» **EXERCISE DESCRIPTION**:
In the entries that follow, the first line to write out is the one containing "repository 65a9fa7f334bf330", and the last is the one containing "ping-pong irradiance accumulation". Reproduce that stretch exactly, with nothing before or after it.

*** Block opens ***

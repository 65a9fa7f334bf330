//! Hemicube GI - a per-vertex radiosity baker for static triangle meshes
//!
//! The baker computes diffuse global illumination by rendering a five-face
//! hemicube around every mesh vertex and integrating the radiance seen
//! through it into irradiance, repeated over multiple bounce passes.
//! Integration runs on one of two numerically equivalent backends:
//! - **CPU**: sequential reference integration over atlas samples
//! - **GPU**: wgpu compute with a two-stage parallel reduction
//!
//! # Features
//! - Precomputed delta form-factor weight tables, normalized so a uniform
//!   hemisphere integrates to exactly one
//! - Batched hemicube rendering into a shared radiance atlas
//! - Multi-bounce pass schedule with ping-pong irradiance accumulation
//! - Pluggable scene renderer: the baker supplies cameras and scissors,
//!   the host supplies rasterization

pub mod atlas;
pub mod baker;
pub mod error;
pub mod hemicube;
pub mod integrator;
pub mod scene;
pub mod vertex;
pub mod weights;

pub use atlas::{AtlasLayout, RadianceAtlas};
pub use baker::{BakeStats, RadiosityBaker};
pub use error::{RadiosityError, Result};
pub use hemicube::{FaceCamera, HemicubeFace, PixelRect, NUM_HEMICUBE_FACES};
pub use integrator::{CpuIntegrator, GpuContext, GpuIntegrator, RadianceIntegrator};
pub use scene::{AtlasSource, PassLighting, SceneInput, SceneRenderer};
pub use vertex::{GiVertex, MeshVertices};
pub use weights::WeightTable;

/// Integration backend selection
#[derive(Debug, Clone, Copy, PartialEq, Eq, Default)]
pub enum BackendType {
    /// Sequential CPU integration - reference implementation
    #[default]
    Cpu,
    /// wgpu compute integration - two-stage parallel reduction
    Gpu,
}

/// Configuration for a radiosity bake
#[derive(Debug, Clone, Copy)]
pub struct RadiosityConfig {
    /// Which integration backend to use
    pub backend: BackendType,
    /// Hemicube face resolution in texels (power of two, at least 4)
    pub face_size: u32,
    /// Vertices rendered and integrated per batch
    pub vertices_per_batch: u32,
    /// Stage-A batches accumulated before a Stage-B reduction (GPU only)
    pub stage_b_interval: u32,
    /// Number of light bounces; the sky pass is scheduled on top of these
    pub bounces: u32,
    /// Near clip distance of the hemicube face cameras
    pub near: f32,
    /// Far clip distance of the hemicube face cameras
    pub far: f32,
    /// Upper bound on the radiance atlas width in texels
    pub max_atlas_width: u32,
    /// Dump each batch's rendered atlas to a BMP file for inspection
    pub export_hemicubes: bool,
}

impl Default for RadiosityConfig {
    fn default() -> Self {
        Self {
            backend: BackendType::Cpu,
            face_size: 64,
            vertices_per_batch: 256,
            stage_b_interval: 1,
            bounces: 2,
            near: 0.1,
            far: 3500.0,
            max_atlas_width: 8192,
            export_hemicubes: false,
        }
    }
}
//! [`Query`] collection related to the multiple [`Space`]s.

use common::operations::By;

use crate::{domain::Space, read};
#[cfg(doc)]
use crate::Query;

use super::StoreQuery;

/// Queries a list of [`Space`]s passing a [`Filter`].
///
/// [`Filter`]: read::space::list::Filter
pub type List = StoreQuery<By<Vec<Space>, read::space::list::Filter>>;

*** Block closes ***
*** Block opens ***

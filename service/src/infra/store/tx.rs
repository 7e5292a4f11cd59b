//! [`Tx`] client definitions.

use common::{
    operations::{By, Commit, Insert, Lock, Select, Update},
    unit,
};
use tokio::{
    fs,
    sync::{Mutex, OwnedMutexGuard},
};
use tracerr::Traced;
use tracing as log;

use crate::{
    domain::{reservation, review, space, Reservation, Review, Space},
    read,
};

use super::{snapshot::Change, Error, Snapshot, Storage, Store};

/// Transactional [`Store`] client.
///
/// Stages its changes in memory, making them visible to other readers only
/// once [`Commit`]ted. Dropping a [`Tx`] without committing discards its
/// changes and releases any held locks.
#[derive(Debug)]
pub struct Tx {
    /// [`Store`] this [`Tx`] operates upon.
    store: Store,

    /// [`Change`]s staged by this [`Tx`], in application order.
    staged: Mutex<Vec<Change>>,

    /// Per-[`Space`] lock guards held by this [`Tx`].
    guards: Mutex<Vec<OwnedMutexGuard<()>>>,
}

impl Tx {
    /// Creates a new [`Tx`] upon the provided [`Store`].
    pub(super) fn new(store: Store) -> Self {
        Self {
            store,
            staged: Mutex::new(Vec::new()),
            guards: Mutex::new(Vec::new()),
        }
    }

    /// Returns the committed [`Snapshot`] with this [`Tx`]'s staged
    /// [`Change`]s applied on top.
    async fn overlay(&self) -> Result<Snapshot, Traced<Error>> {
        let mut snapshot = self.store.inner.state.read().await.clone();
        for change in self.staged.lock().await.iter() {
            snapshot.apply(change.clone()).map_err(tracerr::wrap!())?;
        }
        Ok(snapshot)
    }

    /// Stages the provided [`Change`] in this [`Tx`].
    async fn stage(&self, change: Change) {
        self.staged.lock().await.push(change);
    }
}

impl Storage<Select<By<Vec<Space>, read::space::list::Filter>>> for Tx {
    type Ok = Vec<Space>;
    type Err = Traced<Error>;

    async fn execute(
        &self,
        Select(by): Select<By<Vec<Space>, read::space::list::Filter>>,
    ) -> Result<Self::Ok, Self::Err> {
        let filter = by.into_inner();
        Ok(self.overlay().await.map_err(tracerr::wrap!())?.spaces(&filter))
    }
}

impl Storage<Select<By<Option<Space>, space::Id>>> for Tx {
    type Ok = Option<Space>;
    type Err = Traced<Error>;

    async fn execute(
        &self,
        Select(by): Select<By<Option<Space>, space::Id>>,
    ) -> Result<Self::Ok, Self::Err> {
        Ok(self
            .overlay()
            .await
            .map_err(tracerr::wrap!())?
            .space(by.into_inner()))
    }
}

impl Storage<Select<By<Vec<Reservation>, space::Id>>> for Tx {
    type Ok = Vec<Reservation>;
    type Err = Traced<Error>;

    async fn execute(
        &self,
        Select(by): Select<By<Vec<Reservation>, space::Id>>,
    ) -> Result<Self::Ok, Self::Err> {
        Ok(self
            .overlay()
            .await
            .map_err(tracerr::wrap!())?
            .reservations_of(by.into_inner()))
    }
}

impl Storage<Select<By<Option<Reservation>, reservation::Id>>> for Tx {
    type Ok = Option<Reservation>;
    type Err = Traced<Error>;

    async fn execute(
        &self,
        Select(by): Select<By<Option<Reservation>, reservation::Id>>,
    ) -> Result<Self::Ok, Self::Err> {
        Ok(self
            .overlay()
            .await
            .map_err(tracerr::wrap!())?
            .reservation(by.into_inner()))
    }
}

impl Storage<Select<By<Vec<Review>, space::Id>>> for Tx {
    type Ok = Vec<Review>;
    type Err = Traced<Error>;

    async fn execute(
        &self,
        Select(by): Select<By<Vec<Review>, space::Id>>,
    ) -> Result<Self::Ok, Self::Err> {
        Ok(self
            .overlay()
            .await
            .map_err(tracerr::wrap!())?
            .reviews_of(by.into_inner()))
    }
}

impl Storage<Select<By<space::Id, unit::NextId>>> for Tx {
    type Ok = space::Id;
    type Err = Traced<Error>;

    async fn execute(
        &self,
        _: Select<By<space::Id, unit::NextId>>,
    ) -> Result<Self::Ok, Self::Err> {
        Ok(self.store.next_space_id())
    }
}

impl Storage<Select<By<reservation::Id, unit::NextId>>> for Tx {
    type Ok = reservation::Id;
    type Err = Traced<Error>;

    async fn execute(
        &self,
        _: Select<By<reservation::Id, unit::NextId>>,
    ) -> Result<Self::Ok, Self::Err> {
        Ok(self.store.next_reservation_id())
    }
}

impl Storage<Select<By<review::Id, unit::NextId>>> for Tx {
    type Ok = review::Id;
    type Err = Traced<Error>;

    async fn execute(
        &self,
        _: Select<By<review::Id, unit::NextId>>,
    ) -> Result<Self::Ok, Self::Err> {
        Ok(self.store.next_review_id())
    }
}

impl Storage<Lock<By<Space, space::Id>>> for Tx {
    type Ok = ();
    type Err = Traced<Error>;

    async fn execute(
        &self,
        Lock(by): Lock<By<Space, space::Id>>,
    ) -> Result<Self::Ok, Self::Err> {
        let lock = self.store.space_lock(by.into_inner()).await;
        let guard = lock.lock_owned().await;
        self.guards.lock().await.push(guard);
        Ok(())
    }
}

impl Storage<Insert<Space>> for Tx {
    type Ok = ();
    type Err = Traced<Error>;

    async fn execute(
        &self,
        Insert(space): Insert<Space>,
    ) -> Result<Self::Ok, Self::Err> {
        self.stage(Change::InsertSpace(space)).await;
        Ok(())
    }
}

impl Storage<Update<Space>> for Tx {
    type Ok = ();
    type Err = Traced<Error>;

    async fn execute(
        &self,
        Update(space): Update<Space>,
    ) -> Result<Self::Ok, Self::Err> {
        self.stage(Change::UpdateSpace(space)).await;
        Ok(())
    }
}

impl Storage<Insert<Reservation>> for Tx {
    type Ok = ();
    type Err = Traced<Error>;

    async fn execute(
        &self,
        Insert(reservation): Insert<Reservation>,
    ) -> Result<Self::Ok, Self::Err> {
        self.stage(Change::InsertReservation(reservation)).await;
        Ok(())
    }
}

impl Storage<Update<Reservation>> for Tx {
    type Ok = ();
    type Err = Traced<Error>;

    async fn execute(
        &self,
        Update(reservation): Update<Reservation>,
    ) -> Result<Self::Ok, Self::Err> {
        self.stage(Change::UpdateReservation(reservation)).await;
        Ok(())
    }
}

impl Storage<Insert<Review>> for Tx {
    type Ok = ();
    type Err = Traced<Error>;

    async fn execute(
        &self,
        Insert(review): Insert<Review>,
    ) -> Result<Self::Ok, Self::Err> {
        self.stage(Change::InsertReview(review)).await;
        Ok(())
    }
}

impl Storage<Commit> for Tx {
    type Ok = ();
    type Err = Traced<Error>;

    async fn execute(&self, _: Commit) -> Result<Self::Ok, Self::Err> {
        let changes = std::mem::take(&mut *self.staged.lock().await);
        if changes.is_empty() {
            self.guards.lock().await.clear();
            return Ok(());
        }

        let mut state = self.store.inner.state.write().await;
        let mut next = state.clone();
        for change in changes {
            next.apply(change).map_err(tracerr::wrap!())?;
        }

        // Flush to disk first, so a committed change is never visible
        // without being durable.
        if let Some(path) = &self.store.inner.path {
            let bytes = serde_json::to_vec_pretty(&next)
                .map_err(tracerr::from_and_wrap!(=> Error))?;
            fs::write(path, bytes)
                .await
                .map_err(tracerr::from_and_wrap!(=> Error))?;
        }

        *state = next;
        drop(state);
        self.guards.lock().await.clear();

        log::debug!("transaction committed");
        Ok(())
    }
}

*** Block closes ***

» **SOLUTION FOR THIS EXERCISE**:
repository 65a9fa7f334bf330
//! Hemicube GI - a per-vertex radiosity baker for static triangle meshes
//!
//! The baker computes diffuse global illumination by rendering a five-face
//! hemicube around every mesh vertex and integrating the radiance seen
//! through it into irradiance, repeated over multiple bounce passes.
//! Integration runs on one of two numerically equivalent backends:
//! - **CPU**: sequential reference integration over atlas samples
//! - **GPU**: wgpu compute with a two-stage parallel reduction
//!
//! # Features
//! - Precomputed delta form-factor weight tables, normalized so a uniform
//!   hemisphere integrates to exactly one
//! - Batched hemicube rendering into a shared radiance atlas
//! - Multi-bounce pass schedule with ping-pong irradiance accumulation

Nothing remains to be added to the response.